Protective Effect of Ethyl Pyruvate against Myocardial Ischemia Reperfusion Injury through Regulations of ROS-Related NLRP3 Inflammasome Activation

Emerging evidence indicates the pronounced role of inflammasome activation linked to reactive oxygen species (ROS) in the sterile inflammatory response triggered by ischemia/reperfusion (I/R) injury. Ethyl pyruvate (EP) is an antioxidant and conveys myocardial protection against I/R injury, while the exact mechanisms remain elusive. We aimed to investigate the effect of EP on myocardial I/R injury through mechanisms related to ROS and inflammasome regulation. The rats were randomly assigned to four groups: (1) sham, (2) I/R-control (IRC), (3) EP-pretreatment + I/R, and (4) I/R + EP-posttreatment. I/R was induced by a 30 min ligation of the left anterior descending artery followed by 4 h of reperfusion. EP (50 mg/kg) was administered intraperitoneally at 1 h before ischemia (pretreatment) or upon reperfusion (posttreatment). Both pre- and post-EP treatment resulted in significant reductions in myocardial infarct size (by 34% and 31%, respectively) and neutrophil infiltration.
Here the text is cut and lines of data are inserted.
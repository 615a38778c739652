//! Image round-trip export
//!
//! Builds and loads a job-scoped image, creates (but never starts) a
//! container from it, and streams the staging root out with
//! `docker cp ... - | tar -x`.

use crate::cache::definition::STAGING_ROOT;
use crate::cache::Job;
use crate::error::{best_effort, DanceError, DanceResult};
use crate::orchestration::driver::{BuildDriver, BuildRequest, Buildx};
use crate::orchestration::{run_piped, CommandLine};
use async_trait::async_trait;
use tracing::debug;

/// Driver loading an image and copying the tree out of a container
pub struct ImageRoundTrip {
    buildx: Buildx,
    archive: CommandLine,
}

impl ImageRoundTrip {
    pub fn new(buildx: Buildx, archive_prefix: &[String]) -> DanceResult<Self> {
        Ok(Self {
            buildx,
            archive: CommandLine::from_prefix("builder.archive_command", archive_prefix)?,
        })
    }
}

#[async_trait]
impl BuildDriver for ImageRoundTrip {
    fn exports_scratch_stage(&self) -> bool {
        // The container needs the utility stage to be created from
        false
    }

    async fn build(&self, request: &BuildRequest<'_>) -> DanceResult<()> {
        let job = request.job;
        let mut output_args = vec!["--tag".to_string(), job.image_tag.clone()];
        if request.export_to.is_some() {
            output_args.push("--load".to_string());
        }
        self.buildx.invoke(request, &output_args).await?;

        let Some(dest) = request.export_to else {
            return Ok(());
        };

        let docker = self.buildx.docker();
        best_effort(
            "removal of leftover container",
            docker.remove_container(&job.container_name).await,
        );
        docker
            .create_container(&job.container_name, &job.image_tag)
            .await
            .map_err(|e| DanceError::builder(&job.id, e))?;

        tokio::fs::create_dir_all(dest)
            .await
            .map_err(|e| DanceError::io(format!("creating {}", dest.display()), e))?;
        let extract = self
            .archive
            .clone()
            .args(["-x", "-C"])
            .arg(dest.display().to_string());
        run_piped(&docker.copy_out(&job.container_name, STAGING_ROOT), &extract)
            .await
            .map_err(|e| DanceError::builder(&job.id, e))?;
        debug!("Recovered build output into {}", dest.display());

        best_effort(
            "container removal",
            docker.remove_container(&job.container_name).await,
        );
        Ok(())
    }

    async fn cleanup(&self, job: &Job) -> DanceResult<()> {
        let docker = self.buildx.docker();
        let container = docker.remove_container(&job.container_name).await;
        let image = docker.remove_image(&job.image_tag).await;
        container.and(image)
    }

    fn name(&self) -> &'static str {
        "image round-trip"
    }
}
I/R-induced myocardial expressions of NADPH oxidase-4, carnitine palmitoyltransferase 1A, and thioredoxin-interacting protein (TXNIP) were mitigated by EP. EP treatment was associated with diminished inflammasome activation (NOD-like receptor 3 (NLRP3), apoptosis-associated speck-like protein, and caspase-1) and interleukin-1β induced by I/R. I/R-induced phosphorylation of ERK and p38 were also mitigated with EP treatments. In H9c2 cells, hypoxia-induced TXNIP and NLRP3 expressions were inhibited by EP and to a lesser degree by U0126 (MEK inhibitor) and SB203580 (p38 inhibitor) as well. EP's downstream protective mechanisms in myocardial I/R injury would include mitigation of ROS-mediated NLRP3 inflammasome upregulation and its associated pathways, partly via inhibition of hypoxia-induced phosphorylation of ERK and p38.